# Looking for destination within 5 hr. drive of Las Vegas, Aug. 7-11



## Karen G (Jul 11, 2013)

Want to plan a short getaway by car Aug. 7-11. Considering somewhere near Yosemite or June Lake in California or southern Utah or Flagstaff or near north rim of Grand Canyon, or other suggestions.


----------



## Carol C (Jul 12, 2013)

I'll look at Wyndham for ya, Karen. 5 nights, right? How large a unit?


----------



## Karen G (Jul 12, 2013)

Carol C said:


> I'll look at Wyndham for ya, Karen. 5 nights, right? How large a unit?
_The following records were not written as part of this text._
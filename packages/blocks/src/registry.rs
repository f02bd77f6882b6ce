use crate::block::Block;
use crate::decorators;
use crate::error::{DecorateError, DecorateResult};
use std::collections::HashMap;
use tracing::{debug, warn};

/// Result of running a decorator over a block
#[derive(Debug)]
pub enum Outcome {
    /// The block was rebuilt into its final markup
    Decorated(Block),

    /// Mandatory sections were missing; the block is handed back unchanged
    Inert { block: Block, reason: String },
}

/// A synchronous block transform
pub trait Decorator: Send + Sync {
    /// Block name this decorator handles (the block's first class)
    fn name(&self) -> &'static str;

    fn transform(&self, block: Block) -> Outcome;
}

/// What happened to a block passed through [`apply`]
#[derive(Debug)]
pub enum Decoration {
    Applied(Block),
    AlreadyDecorated(Block),
    Inert(Block),
}

impl Decoration {
    pub fn into_block(self) -> Block {
        match self {
            Decoration::Applied(block)
            | Decoration::AlreadyDecorated(block)
            | Decoration::Inert(block) => block,
        }
    }

    pub fn block(&self) -> &Block {
        match self {
            Decoration::Applied(block)
            | Decoration::AlreadyDecorated(block)
            | Decoration::Inert(block) => block,
        }
    }

    pub fn is_applied(&self) -> bool {
        matches!(self, Decoration::Applied(_))
    }
}

/// Run a decorator, honouring and updating the block's decoration state
pub fn apply(decorator: &dyn Decorator, block: Block) -> Decoration {
    if block.is_decorated() {
        debug!(block = block.name(), "Block already decorated, skipping");
        return Decoration::AlreadyDecorated(block);
    }

    match decorator.transform(block) {
        Outcome::Decorated(mut block) => {
            block.mark_decorated();
            debug!(block = block.name(), "Decorated block");
            Decoration::Applied(block)
        }
        Outcome::Inert { block, reason } => {
            warn!(block = block.name(), %reason, "Block left undecorated");
            Decoration::Inert(block)
        }
    }
}

/// Decorators keyed by block name
pub struct BlockRegistry {
    decorators: HashMap<&'static str, Box<dyn Decorator>>,
}

impl BlockRegistry {
    pub fn new() -> Self {
        Self {
            decorators: HashMap::new(),
        }
    }

    /// Registry with every built-in synchronous decorator
    pub fn with_defaults() -> Self {
        let mut registry = Self::new();
        registry.register(decorators::column::Column);
        registry.register(decorators::column_item::ColumnItem);
        registry.register(decorators::column_card_item::ColumnCardItem);
        registry.register(decorators::column_layout::ColumnLayout);
        registry.register(decorators::columns::Columns);
        registry.register(decorators::hero_banner::HeroBanner);
        registry.register(decorators::text_with_button::TextWithButton);
        registry.register(decorators::text_with_image::TextWithImage);
        registry
    }

    /// Register a decorator, replacing any previous one with the same name
    pub fn register<D: Decorator + 'static>(&mut self, decorator: D) {
        self.decorators.insert(decorator.name(), Box::new(decorator));
    }

    pub fn get(&self, name: &str) -> Option<&dyn Decorator> {
        self.decorators.get(name).map(|decorator| decorator.as_ref())
    }

    pub fn contains(&self, name: &str) -> bool {
        self.decorators.contains_key(name)
    }

    /// Registered block names, sorted
    pub fn names(&self) -> Vec<&'static str> {
        let mut names: Vec<&'static str> = self.decorators.keys().copied().collect();
        names.sort_unstable();
        names
    }

    /// Decorate a block with the decorator registered under its name
    pub fn decorate(&self, block: Block) -> DecorateResult<Decoration> {
        let decorator = self
            .get(block.name())
            .ok_or_else(|| DecorateError::UnknownBlock(block.name().to_string()))?;
        Ok(apply(decorator, block))
    }
}

impl Default for BlockRegistry {
    fn default() -> Self {
        Self::with_defaults()
    }
}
Thanks, Carol. One bedroom would be fine or even a studio--it will just be the two of us.


----------



## mommaO3 (Jul 12, 2013)

sending a pm to you!


----------



## Karen G (Jul 12, 2013)

mommaO3 said:


> sending a pm to you!


I haven't gotten it yet


----------



## mgandrews (Jul 14, 2013)

*Aug 7-11*

Sent you a pm.
Marilyn


----------



## Karen G (Jul 14, 2013)

Thanks for all the responses.  We've found a rental in Mammoth Lakes, CA.


----------